There are many things in the world that we cannot see with our eyes, including the hundreds of millions of birds that migrate in the spring and fall under cover of darkness. I wrote about radar ornithology, a field of study that uses weather surveillance radar to track birds at night, and a group of scientists who are using artificial intelligence to try and interpret the data and glean the relationships between ecology, climate and migration for the goal of conservation. The piece is here at Nautilus magazine's issue on "Dark Matter."
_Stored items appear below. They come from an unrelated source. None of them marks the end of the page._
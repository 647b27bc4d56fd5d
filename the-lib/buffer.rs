//! Versioned text buffer.
//!
//! [`TextBuffer`] wraps a [`Rope`] and counts every mutation in a monotonic
//! `version`. All offsets are char indices. Line indices are 0-based and a
//! CRLF pair counts as a single line break.

use std::{
  fmt,
  ops::Range,
};

use ropey::Rope;
use the_core::line_ending::LineEnding;
use thiserror::Error;

pub type Result<T> = std::result::Result<T, BufferError>;

#[derive(Debug, Clone, PartialEq, Eq, Error)]
pub enum BufferError {
  #[error("offset {offset} (+{len}) is out of range for buffer of length {max}")]
  OutOfRange {
    offset: usize,
    len:    usize,
    max:    usize,
  },
  #[error("line {line} is out of range (buffer has {max} lines)")]
  LineOutOfRange { line: usize, max: usize },
  #[error("expected {expected:?} at offset {offset}, found {found:?}")]
  Mismatch {
    offset:   usize,
    expected: String,
    found:    String,
  },
}

#[derive(Debug, Clone, Default)]
pub struct TextBuffer {
  text:    Rope,
  version: u64,
}

impl TextBuffer {
  pub fn new() -> Self {
    Self::default()
  }

  #[inline]
  pub fn len_chars(&self) -> usize {
    self.text.len_chars()
  }

  #[inline]
  pub fn is_empty(&self) -> bool {
    self.text.len_chars() == 0
  }

  /// Number of lines. An empty buffer has one (empty) line.
  #[inline]
  pub fn len_lines(&self) -> usize {
    self.text.len_lines()
  }

  #[inline]
  pub fn version(&self) -> u64 {
    self.version
  }

  /// Immutable snapshot of the current content.
  ///
  /// Ropes share structure, so this is O(1) and later edits to the buffer do
  /// not show through.
  pub fn read(&self) -> Rope {
    self.text.clone()
  }

  /// Borrow the underlying rope without taking a snapshot.
  #[inline]
  pub fn text(&self) -> &Rope {
    &self.text
  }

  pub fn insert(&mut self, offset: usize, text: &str) -> Result<()> {
    self.check_range(offset, 0)?;
    if text.is_empty() {
      return Ok(());
    }
    self.text.insert(offset, text);
    self.bump();
    Ok(())
  }

  /// Remove `len` chars starting at `offset`, returning the removed text.
  pub fn delete(&mut self, offset: usize, len: usize) -> Result<String> {
    self.check_range(offset, len)?;
    if len == 0 {
      return Ok(String::new());
    }
    let end = offset + len;
    let removed = self.text.slice(offset..end).to_string();
    self.text.remove(offset..end);
    self.bump();
    Ok(removed)
  }

  /// Replace the whole content, e.g. when a file is opened.
  pub fn replace_all(&mut self, content: &str) {
    self.text = Rope::from_str(content);
    self.bump();
  }

  pub fn slice_to_string(&self, range: Range<usize>) -> Result<String> {
    let len = range.end.saturating_sub(range.start);
    self.check_range(range.start, len)?;
    Ok(self.text.slice(range).to_string())
  }

  /// Char offset where line `line_index` (0-based) begins.
  pub fn line_start_offset(&self, line_index: usize) -> Result<usize> {
    let max = self.text.len_lines();
    if line_index >= max {
      return Err(BufferError::LineOutOfRange {
        line: line_index,
        max,
      });
    }
    Ok(self.text.line_to_char(line_index))
  }

  /// 0-based line containing `offset`. `offset == len` is the last line.
  pub fn line_of_offset(&self, offset: usize) -> Result<usize> {
    self.check_range(offset, 0)?;
    Ok(self.text.char_to_line(offset))
  }

  /// True when `offset` sits between the `\r` and `\n` of a CRLF pair.
  pub fn splits_crlf(&self, offset: usize) -> bool {
    offset > 0
      && offset < self.text.len_chars()
      && LineEnding::from_rope_slice(&self.text.slice(offset - 1..offset + 1))
        == Some(LineEnding::Crlf)
  }

  /// Move an offset inside a CRLF pair to the start of the pair.
  pub fn snap_to_boundary(&self, offset: usize) -> usize {
    if self.splits_crlf(offset) {
      offset - 1
    } else {
      offset
    }
  }

  /// Previous char boundary, stepping over a CRLF pair as one unit.
  pub fn prev_boundary(&self, offset: usize) -> usize {
    match offset {
      0 => 0,
      _ if self.splits_crlf(offset - 1) => offset - 2,
      _ => offset - 1,
    }
  }

  /// Next char boundary, stepping over a CRLF pair as one unit.
  pub fn next_boundary(&self, offset: usize) -> usize {
    let len = self.text.len_chars();
    if offset >= len {
      len
    } else if self.splits_crlf(offset + 1) {
      offset + 2
    } else {
      offset + 1
    }
  }

  /// Grow `range` so neither end splits a CRLF pair.
  pub fn widen_over_crlf(&self, range: Range<usize>) -> Range<usize> {
    if range.is_empty() {
      let at = self.snap_to_boundary(range.start);
      return at..at;
    }
    let start = self.snap_to_boundary(range.start);
    let end = if self.splits_crlf(range.end) {
      range.end + 1
    } else {
      range.end
    };
    start..end
  }

  pub(crate) fn check_range(&self, offset: usize, len: usize) -> Result<()> {
    let max = self.text.len_chars();
    match offset.checked_add(len) {
      Some(end) if end <= max => Ok(()),
      _ => Err(BufferError::OutOfRange { offset, len, max }),
    }
  }

  fn bump(&mut self) {
    self.version = self.version.saturating_add(1);
  }
}

impl From<&str> for TextBuffer {
  fn from(value: &str) -> Self {
    Self {
      text:    Rope::from_str(value),
      version: 0,
    }
  }
}

impl From<Rope> for TextBuffer {
  fn from(text: Rope) -> Self {
    Self { text, version: 0 }
  }
}

impl fmt::Display for TextBuffer {
  fn fmt(&self, f: &mut fmt::Formatter<'_>) -> fmt::Result {
    for chunk in self.text.chunks() {
      f.write_str(chunk)?;
    }
    Ok(())
  }
}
Hummingbirds, owls and finches are some of the 130,000 bird specimens preserved at University of Washington's Burke Museum of Natural History and Culture. The 125-year-old museum continues to preserve whole specimens but it increasingly focuses on its Genetic Resources Collection, one of the largest in the country. Today the museum maintains tissue samples from some 50,000 birds that are cryogenically frozen and kept in deep freezers. I've been visiting, reading and researching "frozen zoo" initiatives around the world and one of the best perspectives I've found on them comes from the anthropologist Tracey Heatherington. Here's an quick excerpt from her essay, "From Ecocide to Genocide: Can Technoscience Save the Wild?"
"Mundane monitoring of population health and protection of habitats is necessarily the mainstay of wildlife management for most biodiversity conservation programs. Yet the moral terrain of extinction is tremendously evocative for the genetic imagination, defining the frontiers of capital investment in both technoscience and biodiversity."